Segment Open

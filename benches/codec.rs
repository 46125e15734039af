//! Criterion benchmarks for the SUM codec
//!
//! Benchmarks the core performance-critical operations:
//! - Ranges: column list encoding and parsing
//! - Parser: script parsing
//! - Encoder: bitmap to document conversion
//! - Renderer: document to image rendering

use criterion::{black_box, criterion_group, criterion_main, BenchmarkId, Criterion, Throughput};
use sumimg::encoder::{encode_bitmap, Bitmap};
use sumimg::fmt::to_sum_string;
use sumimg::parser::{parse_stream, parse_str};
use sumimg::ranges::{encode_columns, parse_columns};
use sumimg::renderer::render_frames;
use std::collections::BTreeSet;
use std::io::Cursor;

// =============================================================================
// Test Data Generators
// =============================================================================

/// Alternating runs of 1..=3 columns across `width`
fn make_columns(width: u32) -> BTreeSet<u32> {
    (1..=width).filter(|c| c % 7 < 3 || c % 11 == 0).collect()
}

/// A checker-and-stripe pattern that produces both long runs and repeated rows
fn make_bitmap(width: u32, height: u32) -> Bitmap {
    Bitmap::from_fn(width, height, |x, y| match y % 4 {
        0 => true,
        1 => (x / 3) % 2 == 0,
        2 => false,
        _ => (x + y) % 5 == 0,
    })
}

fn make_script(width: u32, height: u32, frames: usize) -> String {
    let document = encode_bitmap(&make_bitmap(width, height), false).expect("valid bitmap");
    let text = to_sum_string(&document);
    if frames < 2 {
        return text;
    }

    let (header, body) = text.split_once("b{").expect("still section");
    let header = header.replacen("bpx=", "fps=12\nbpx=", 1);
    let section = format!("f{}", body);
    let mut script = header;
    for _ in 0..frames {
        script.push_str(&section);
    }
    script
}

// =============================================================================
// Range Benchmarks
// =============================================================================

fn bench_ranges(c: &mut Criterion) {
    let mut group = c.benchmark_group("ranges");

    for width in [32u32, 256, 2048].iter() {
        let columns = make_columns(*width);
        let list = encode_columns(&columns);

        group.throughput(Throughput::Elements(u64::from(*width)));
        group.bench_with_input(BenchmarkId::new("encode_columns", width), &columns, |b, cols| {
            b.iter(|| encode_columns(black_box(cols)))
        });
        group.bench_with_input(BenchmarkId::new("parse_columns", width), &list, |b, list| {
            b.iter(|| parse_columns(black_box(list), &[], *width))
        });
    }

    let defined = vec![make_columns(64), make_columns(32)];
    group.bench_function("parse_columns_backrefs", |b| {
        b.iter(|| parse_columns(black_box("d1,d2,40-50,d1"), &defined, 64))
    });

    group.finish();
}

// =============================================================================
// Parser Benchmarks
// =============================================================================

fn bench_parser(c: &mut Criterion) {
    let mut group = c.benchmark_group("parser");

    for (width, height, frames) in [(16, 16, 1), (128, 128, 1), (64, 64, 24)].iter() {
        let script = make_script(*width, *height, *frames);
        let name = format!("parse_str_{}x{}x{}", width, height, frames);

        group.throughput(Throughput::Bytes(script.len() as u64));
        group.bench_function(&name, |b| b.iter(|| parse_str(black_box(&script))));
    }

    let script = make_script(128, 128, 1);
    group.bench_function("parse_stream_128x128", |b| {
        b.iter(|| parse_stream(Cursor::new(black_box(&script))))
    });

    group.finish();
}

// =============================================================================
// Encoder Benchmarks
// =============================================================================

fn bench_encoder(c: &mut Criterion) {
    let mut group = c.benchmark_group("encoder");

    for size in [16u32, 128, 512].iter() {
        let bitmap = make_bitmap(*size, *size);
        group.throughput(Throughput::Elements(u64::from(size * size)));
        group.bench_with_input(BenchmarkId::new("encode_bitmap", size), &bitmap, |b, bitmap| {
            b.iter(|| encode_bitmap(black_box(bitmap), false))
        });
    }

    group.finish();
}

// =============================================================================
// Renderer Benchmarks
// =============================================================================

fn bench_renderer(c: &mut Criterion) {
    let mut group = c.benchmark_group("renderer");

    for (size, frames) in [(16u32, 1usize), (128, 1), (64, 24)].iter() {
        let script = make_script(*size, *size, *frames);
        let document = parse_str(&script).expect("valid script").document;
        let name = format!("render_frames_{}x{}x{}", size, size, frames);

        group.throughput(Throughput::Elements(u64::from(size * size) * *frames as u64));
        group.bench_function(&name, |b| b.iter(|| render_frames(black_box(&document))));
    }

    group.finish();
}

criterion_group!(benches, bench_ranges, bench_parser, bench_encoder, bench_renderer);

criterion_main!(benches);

Segment Closed

▶ What needs to be done
Search the material above for the word "header", then copy out each line that has it.

▶ Solution
    let (header, body) = text.split_once("b{").expect("still section");
    let header = header.replacen("bpx=", "fps=12\nbpx=", 1);
    let mut script = header;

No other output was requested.